Task description
Copy every line of the data that contains the string "BTreeSet".

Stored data
[Start of Attachment]

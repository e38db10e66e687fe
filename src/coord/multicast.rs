use std::collections::{BTreeMap, BTreeSet, HashMap, HashSet};
use std::fmt;

use tracing::{debug, info};

use crate::coord::core::{Context, ProcessId};
use crate::coord::error::CoordError;
use crate::coord::events::CoordEventKind;
use crate::coord::message::MulticastMessage;

/// (origin timestamp, origin sender): the global delivery order
pub type MessageKey = (u64, ProcessId);

/// A multicast waiting for acknowledgements from the whole group
#[derive(Debug, Clone, PartialEq, Eq)]
pub struct MulticastEntry {
    pub content: String,
    pub timestamp: u64,
    pub sender_id: ProcessId,
    pub acks: BTreeSet<ProcessId>,
}

/// A multicast that has been handed to the application
#[derive(Debug, Clone, PartialEq, Eq)]
pub struct DeliveredMessage {
    pub content: String,
    pub timestamp: u64,
    pub sender_id: ProcessId,
}

/// ISIS-style total-order multicast with positive acknowledgement.
///
/// Entries wait in a queue ordered by (timestamp, sender). The head is
/// delivered once every member has acknowledged it; an entry is never
/// delivered ahead of an earlier one. There is no retransmission, so an
/// unreachable member stalls delivery of every entry it has not acknowledged.
#[derive(Debug)]
pub struct TotalOrderMulticast {
    id: ProcessId,
    peers: Vec<ProcessId>,
    queue: BTreeMap<MessageKey, MulticastEntry>,
    /// ACKs that raced ahead of their MESSAGE
    ack_buffer: HashMap<MessageKey, BTreeSet<ProcessId>>,
    delivered: Vec<DeliveredMessage>,
    delivered_keys: HashSet<MessageKey>,
}

impl TotalOrderMulticast {
    /// `peers` is the full membership, this process included
    pub fn new(id: ProcessId, peers: Vec<ProcessId>) -> Self {
        Self {
            id,
            peers,
            queue: BTreeMap::new(),
            ack_buffer: HashMap::new(),
            delivered: Vec::new(),
            delivered_keys: HashSet::new(),
        }
    }

    /// Originates a MESSAGE: handled locally right away and sent to every peer
    pub fn multicast(&mut self, ctx: &mut Context<'_>, content: String) -> Result<(), CoordError> {
        if content.trim().is_empty() {
            return Err(CoordError::invalid("cannot multicast an empty message"));
        }

        let timestamp = ctx.tick();
        info!(
            process_id = self.id,
            "Multicasting \"{}\" at T={}", content, timestamp
        );
        ctx.send_all(
            &self.peers,
            MulticastMessage::Message {
                sender_id: self.id,
                timestamp,
                content,
            },
        );
        Ok(())
    }

    pub fn on_message(
        &mut self,
        ctx: &mut Context<'_>,
        message: MulticastMessage,
    ) -> Result<(), CoordError> {
        match message {
            MulticastMessage::Message {
                sender_id,
                timestamp,
                content,
            } => self.on_payload(ctx, sender_id, timestamp, content)?,
            MulticastMessage::Ack {
                original_timestamp,
                original_sender_id,
                ack_sender_id,
                ..
            } => self.on_ack((original_timestamp, original_sender_id), ack_sender_id)?,
        }
        self.deliver(ctx);
        Ok(())
    }

    fn on_payload(
        &mut self,
        ctx: &mut Context<'_>,
        sender_id: ProcessId,
        timestamp: u64,
        content: String,
    ) -> Result<(), CoordError> {
        let key = (timestamp, sender_id);
        if self.queue.contains_key(&key) || self.delivered_keys.contains(&key) {
            return Err(CoordError::stale(format!(
                "duplicate MESSAGE ({timestamp}, {sender_id})"
            )));
        }

        let acks = self.ack_buffer.remove(&key).unwrap_or_default();
        debug!(
            process_id = self.id,
            "Queued \"{}\" from {} @ T={} ({} early ACKs)",
            content,
            sender_id,
            timestamp,
            acks.len()
        );
        self.queue.insert(
            key,
            MulticastEntry {
                content,
                timestamp,
                sender_id,
                acks,
            },
        );

        let ack_timestamp = ctx.tick();
        ctx.send_all(
            &self.peers,
            MulticastMessage::Ack {
                sender_id: self.id,
                timestamp: ack_timestamp,
                original_timestamp: timestamp,
                original_sender_id: sender_id,
                ack_sender_id: self.id,
            },
        );
        Ok(())
    }

    fn on_ack(&mut self, key: MessageKey, ack_sender_id: ProcessId) -> Result<(), CoordError> {
        if let Some(entry) = self.queue.get_mut(&key) {
            entry.acks.insert(ack_sender_id);
            debug!(
                process_id = self.id,
                "ACK from {} for \"{}\" ({}/{})",
                ack_sender_id,
                entry.content,
                entry.acks.len(),
                self.peers.len()
            );
        } else if self.delivered_keys.contains(&key) {
            return Err(CoordError::stale(format!(
                "ACK from {} for delivered ({}, {})",
                ack_sender_id, key.0, key.1
            )));
        } else {
            debug!(
                process_id = self.id,
                "Buffering early ACK from {} for ({}, {})", ack_sender_id, key.0, key.1
            );
            self.ack_buffer.entry(key).or_default().insert(ack_sender_id);
        }
        Ok(())
    }

    /// Pops fully acknowledged entries off the head, stopping at the first that is not
    fn deliver(&mut self, ctx: &mut Context<'_>) {
        while let Some((_, head)) = self.queue.first_key_value() {
            if !self.peers.iter().all(|peer| head.acks.contains(peer)) {
                break;
            }
            let Some((key, entry)) = self.queue.pop_first() else {
                break;
            };
            info!(
                process_id = self.id,
                "DELIVERED \"{}\" (from {} @ T={})", entry.content, entry.sender_id, entry.timestamp
            );
            ctx.emit(CoordEventKind::MessageDelivered {
                sender_id: entry.sender_id,
                timestamp: entry.timestamp,
                content: entry.content.clone(),
            });
            self.delivered_keys.insert(key);
            self.delivered.push(DeliveredMessage {
                content: entry.content,
                timestamp: entry.timestamp,
                sender_id: entry.sender_id,
            });
        }
    }

    pub fn pending(&self) -> impl Iterator<Item = &MulticastEntry> {
        self.queue.values()
    }

    pub fn delivered(&self) -> &[DeliveredMessage] {
        &self.delivered
    }

    pub fn snapshot(&self) -> MulticastSnapshot {
        MulticastSnapshot {
            group_size: self.peers.len(),
            pending: self.queue.values().cloned().collect(),
            delivered: self.delivered.clone(),
        }
    }
}

#[derive(Debug, Clone, PartialEq, Eq)]
pub struct MulticastSnapshot {
    pub group_size: usize,
    /// Queue order; the first entry is the head
    pub pending: Vec<MulticastEntry>,
    pub delivered: Vec<DeliveredMessage>,
}

impl fmt::Display for MulticastSnapshot {
    fn fmt(&self, f: &mut fmt::Formatter<'_>) -> fmt::Result {
        writeln!(f, "Pending queue:")?;
        if self.pending.is_empty() {
            writeln!(f, "  (empty)")?;
        }
        for (index, entry) in self.pending.iter().enumerate() {
            let marker = if index == 0 { "=>" } else { "  " };
            let acks: Vec<String> = entry.acks.iter().map(ToString::to_string).collect();
            writeln!(
                f,
                "{} {}. [T:{}, from:{}] \"{}\" | ACKs [{}] {}/{}",
                marker,
                index + 1,
                entry.timestamp,
                entry.sender_id,
                entry.content,
                acks.join(", "),
                entry.acks.len(),
                self.group_size
            )?;
        }
        writeln!(f, "Delivered:")?;
        if self.delivered.is_empty() {
            writeln!(f, "  (none)")?;
        }
        for (index, message) in self.delivered.iter().enumerate() {
            writeln!(
                f,
                "   {}. [T:{}, from:{}] \"{}\"",
                index + 1,
                message.timestamp,
                message.sender_id,
                message.content
            )?;
        }
        Ok(())
    }
}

[End of Attachment]

Result of the exercise
use std::collections::{BTreeMap, BTreeSet, HashMap, HashSet};
    pub acks: BTreeSet<ProcessId>,
    ack_buffer: HashMap<MessageKey, BTreeSet<ProcessId>>,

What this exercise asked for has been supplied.